------ Input ------
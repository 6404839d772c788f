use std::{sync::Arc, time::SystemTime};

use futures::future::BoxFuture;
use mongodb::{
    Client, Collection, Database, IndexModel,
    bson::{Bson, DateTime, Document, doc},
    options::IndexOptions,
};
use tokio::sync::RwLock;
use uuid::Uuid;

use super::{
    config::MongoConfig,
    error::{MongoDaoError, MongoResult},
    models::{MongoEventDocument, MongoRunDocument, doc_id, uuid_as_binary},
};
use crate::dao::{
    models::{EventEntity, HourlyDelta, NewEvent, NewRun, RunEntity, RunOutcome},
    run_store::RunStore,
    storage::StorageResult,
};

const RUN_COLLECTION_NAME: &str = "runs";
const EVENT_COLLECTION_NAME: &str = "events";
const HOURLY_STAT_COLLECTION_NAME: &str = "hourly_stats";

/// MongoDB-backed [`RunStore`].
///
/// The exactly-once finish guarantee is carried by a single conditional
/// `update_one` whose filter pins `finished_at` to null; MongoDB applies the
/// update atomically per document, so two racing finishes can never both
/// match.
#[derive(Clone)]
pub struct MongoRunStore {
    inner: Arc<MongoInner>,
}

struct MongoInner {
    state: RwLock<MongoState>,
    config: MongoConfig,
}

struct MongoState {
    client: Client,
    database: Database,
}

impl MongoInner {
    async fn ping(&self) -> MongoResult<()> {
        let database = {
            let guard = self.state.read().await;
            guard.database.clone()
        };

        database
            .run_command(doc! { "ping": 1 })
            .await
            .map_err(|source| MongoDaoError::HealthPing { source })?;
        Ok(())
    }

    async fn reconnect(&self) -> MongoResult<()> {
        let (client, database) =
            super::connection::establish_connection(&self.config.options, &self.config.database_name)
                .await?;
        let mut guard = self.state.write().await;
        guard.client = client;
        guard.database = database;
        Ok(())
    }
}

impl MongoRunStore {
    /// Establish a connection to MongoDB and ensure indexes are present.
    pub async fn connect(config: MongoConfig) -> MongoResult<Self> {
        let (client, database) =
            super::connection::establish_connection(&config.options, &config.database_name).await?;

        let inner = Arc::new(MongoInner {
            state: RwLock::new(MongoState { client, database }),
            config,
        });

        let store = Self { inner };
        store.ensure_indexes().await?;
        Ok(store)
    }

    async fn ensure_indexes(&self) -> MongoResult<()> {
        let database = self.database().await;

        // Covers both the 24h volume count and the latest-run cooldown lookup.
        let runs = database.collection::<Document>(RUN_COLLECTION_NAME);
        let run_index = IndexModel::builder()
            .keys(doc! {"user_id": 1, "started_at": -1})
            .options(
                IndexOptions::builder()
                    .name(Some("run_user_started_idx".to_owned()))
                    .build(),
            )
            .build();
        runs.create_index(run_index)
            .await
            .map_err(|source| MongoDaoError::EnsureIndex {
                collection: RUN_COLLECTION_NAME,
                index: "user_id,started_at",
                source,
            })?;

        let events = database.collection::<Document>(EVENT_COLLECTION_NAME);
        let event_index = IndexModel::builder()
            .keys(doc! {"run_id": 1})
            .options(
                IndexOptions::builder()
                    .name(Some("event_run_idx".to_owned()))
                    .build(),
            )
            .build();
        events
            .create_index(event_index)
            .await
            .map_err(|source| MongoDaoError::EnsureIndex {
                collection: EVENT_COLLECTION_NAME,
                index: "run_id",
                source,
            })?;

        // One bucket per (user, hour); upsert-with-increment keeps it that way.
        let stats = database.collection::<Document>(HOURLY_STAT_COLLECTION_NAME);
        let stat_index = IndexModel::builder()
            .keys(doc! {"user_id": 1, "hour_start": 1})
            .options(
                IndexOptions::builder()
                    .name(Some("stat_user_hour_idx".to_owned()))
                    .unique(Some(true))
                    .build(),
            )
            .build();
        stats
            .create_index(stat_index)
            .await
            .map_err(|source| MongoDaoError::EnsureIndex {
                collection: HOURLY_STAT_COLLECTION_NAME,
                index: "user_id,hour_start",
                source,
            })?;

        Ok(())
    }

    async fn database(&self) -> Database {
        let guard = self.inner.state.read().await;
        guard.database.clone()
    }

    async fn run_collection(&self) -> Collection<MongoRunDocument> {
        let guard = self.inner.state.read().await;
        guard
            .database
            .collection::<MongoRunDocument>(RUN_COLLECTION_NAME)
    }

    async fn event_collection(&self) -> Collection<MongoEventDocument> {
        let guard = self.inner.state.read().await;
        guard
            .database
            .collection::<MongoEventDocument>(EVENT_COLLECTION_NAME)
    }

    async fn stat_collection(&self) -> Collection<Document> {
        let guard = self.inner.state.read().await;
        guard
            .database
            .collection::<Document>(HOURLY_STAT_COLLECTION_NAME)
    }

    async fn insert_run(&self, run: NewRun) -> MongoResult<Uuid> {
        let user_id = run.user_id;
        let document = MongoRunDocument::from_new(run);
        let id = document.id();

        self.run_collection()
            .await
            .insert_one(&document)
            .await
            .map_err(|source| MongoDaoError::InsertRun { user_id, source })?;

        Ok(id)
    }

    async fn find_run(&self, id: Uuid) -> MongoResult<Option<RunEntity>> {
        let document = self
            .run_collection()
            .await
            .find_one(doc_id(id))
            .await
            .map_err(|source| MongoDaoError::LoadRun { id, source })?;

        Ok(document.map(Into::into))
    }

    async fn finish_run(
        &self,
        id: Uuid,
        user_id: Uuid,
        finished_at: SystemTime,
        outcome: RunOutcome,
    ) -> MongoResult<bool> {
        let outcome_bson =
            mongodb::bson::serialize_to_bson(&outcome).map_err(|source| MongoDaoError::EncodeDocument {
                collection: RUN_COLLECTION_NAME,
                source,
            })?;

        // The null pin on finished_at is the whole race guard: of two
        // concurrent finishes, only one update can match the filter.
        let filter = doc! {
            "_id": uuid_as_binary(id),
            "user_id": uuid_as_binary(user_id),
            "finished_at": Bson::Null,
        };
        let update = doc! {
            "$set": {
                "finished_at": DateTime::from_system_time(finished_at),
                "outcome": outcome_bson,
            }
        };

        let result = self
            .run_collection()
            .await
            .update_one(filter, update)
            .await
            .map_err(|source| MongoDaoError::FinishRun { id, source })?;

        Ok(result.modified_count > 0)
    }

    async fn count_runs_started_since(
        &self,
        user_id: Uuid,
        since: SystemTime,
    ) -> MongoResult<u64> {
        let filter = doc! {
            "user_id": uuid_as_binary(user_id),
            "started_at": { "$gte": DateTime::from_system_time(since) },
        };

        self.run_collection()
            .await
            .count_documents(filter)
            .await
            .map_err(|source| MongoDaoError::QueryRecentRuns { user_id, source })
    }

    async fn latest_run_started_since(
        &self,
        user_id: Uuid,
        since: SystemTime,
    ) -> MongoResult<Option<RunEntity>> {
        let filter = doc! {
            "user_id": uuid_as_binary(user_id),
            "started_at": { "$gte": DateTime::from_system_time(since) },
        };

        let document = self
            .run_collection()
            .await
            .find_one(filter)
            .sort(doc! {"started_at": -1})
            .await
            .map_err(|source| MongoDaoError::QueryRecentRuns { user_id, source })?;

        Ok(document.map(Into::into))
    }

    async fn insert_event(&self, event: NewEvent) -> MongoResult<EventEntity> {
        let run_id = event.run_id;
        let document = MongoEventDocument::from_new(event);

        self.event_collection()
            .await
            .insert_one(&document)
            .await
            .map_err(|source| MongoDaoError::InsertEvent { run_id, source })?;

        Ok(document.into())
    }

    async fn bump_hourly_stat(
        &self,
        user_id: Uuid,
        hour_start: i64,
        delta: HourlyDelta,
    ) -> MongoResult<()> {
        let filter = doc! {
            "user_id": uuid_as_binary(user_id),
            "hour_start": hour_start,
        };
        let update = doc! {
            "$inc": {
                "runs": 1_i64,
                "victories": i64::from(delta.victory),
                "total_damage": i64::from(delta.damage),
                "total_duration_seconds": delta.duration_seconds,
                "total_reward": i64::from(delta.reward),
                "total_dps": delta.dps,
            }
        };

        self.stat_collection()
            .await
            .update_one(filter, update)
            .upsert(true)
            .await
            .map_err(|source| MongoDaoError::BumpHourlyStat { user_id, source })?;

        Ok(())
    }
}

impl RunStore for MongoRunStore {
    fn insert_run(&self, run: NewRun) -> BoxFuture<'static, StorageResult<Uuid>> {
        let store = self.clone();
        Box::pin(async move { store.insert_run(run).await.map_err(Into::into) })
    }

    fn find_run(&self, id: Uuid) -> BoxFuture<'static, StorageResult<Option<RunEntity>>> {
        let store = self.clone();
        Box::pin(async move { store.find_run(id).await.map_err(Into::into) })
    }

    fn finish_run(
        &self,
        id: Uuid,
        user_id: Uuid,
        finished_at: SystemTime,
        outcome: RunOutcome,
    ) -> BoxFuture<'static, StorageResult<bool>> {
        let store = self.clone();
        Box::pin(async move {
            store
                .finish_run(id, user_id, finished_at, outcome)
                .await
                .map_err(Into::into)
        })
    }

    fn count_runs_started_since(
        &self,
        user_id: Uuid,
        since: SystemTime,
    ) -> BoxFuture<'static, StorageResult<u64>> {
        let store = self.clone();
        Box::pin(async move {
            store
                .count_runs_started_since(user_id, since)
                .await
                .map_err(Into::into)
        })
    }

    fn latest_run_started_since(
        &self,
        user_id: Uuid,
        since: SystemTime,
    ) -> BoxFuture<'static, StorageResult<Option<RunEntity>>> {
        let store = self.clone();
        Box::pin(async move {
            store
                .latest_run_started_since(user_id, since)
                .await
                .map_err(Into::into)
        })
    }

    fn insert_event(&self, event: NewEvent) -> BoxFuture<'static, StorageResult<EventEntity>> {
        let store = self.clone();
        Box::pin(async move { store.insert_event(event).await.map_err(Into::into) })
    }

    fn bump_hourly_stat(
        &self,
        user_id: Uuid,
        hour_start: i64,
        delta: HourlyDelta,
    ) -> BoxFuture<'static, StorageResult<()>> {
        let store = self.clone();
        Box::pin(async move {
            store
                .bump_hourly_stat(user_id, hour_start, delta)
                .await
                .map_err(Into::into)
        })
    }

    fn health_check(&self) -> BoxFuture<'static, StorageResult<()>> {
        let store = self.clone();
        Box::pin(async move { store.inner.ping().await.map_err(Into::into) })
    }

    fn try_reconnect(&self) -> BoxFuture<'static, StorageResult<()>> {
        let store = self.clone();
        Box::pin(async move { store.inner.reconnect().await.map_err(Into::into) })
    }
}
------
# What you need to do
Give back exactly the lines above, from the line containing "async fn ensure_indexes(&self)" through the line containing "let runs = database.collection::<Document>(RUN_COLLECTION_NAME);", with both end lines and nothing more.

# Solved problem
    async fn ensure_indexes(&self) -> MongoResult<()> {
        let database = self.database().await;

        // Covers both the 24h volume count and the latest-run cooldown lookup.
        let runs = database.collection::<Document>(RUN_COLLECTION_NAME);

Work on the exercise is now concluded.